Critics’ Picks

William Leavitt, The small laboratory, 2015, mixed media, dimensions variable.

Los Angeles

William Leavitt

Honor Fraser
2622 S. La Cienega Blvd.
January 16 - February 20

A sci-fi laboratory and a suburban patio weirdly mingle in William Leavitt’s installation The small laboratory (all works 2015). Both a sculpture and a set for an as yet unpublished play, the work includes a bit of repurposed rattan crowning a mysterious black obelisk, while nearby, a long, clear cylinder bubbles milky liquid, and terra-cotta-potted tropical houseplants brush against copper-spray-painted found objects naked with wires. In the background, plastic tubes are topped with the kind of painted spheroid most commonly found in grade-schoolers’ models of the solar system. The installation is lit with standing theatrical lights and sound tracked by an electronically manipulated cello, and the strangest thing here—despite how utterly ordinary it would be otherwise—is the standard American accouterment of an outdoor barbecue, blowing a faux flame.

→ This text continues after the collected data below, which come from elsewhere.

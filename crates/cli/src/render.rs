use std::fmt::Write;

use watchlist_core::domain::enriched::{ChangeDirection, EnrichedStock};
use watchlist_core::domain::table::WatchlistPage;
use watchlist_core::service::StockSearchResult;

pub fn watchlist_table(rows: &[EnrichedStock]) -> String {
    let mut out = String::new();
    let _ = writeln!(
        out,
        "{:<8} {:<28} {:>12} {:>10} {:>12}  {}",
        "SYMBOL", "COMPANY", "PRICE", "CHANGE", "MARKET CAP", "ADDED"
    );
    for row in rows {
        let arrow = match row.direction() {
            ChangeDirection::Up => "▲",
            ChangeDirection::Down => "▼",
            ChangeDirection::Flat => " ",
        };
        let _ = writeln!(
            out,
            "{:<8} {:<28} {:>12} {:>9}{} {:>12}  {}",
            row.symbol,
            truncate(&row.company, 28),
            row.price_formatted,
            row.change_formatted,
            arrow,
            row.market_cap,
            row.added_at.format("%Y-%m-%d"),
        );
    }
    out
}

pub fn watchlist_page(page: &WatchlistPage, search: Option<&str>) -> String {
    if page.watchlist_size == 0 {
        return "Your watchlist is empty. Search for stocks and add them to track their performance.\n"
            .to_string();
    }
    if page.items.is_empty() && search.is_some() {
        return "No stocks found matching your search.\n".to_string();
    }

    let mut out = watchlist_table(&page.items);
    if page.total_pages > 1 {
        let buttons: Vec<String> = page
            .page_buttons
            .iter()
            .map(|p| {
                if *p == page.page {
                    format!("[{p}]")
                } else {
                    p.to_string()
                }
            })
            .collect();
        let _ = writeln!(
            out,
            "Showing {} to {} of {} stocks   pages: {}",
            page.start,
            page.end,
            page.total,
            buttons.join(" ")
        );
    }
    out
}

pub fn search_results(results: &[StockSearchResult]) -> String {
    if results.is_empty() {
        return "No results found\n".to_string();
    }
    let mut out = String::new();
    for r in results {
        let star = if r.is_in_watchlist { "★" } else { "☆" };
        let _ = writeln!(out, "{star} {:<8} {} | {}", r.symbol, r.name, r.kind);
    }
    out
}

fn truncate(s: &str, max: usize) -> String {
    if s.chars().count() <= max {
        return s.to_string();
    }
    let mut t: String = s.chars().take(max.saturating_sub(1)).collect();
    t.push('…');
    t
}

Leavitt’s “theater objects” live in a twilit midcentury modern atmosphere, optimistic about the sinister science that makes such bright plentitude possible. His narrative paintings, installations, and plays draw from a Southern California domestic aesthetic of hillside real estate and nuclear families buzzing with nuclear power, or rocket scientists at cocktail parties in suburban faux-pastoral drag. While the artist’s contemporaries Larry Bell, Robert Irwin, and Ken Price made LA all look like Venice Beach, with candy flake skins and trippy translucence, Leavitt’s LA is up in the hills of Silver Lake, populated by glass boxes with stone patios by Neutra peeking through the shrubbery.

Alongside The small laboratory, the artist has curated a group show at the gallery, including work by Janet Jenkins, Raúl Guerrero, Katy Crowe, and three of the artist’s own pale and soft paintings. Giving off a cool richness, the promise and menace of the future looks bathed in dusk light.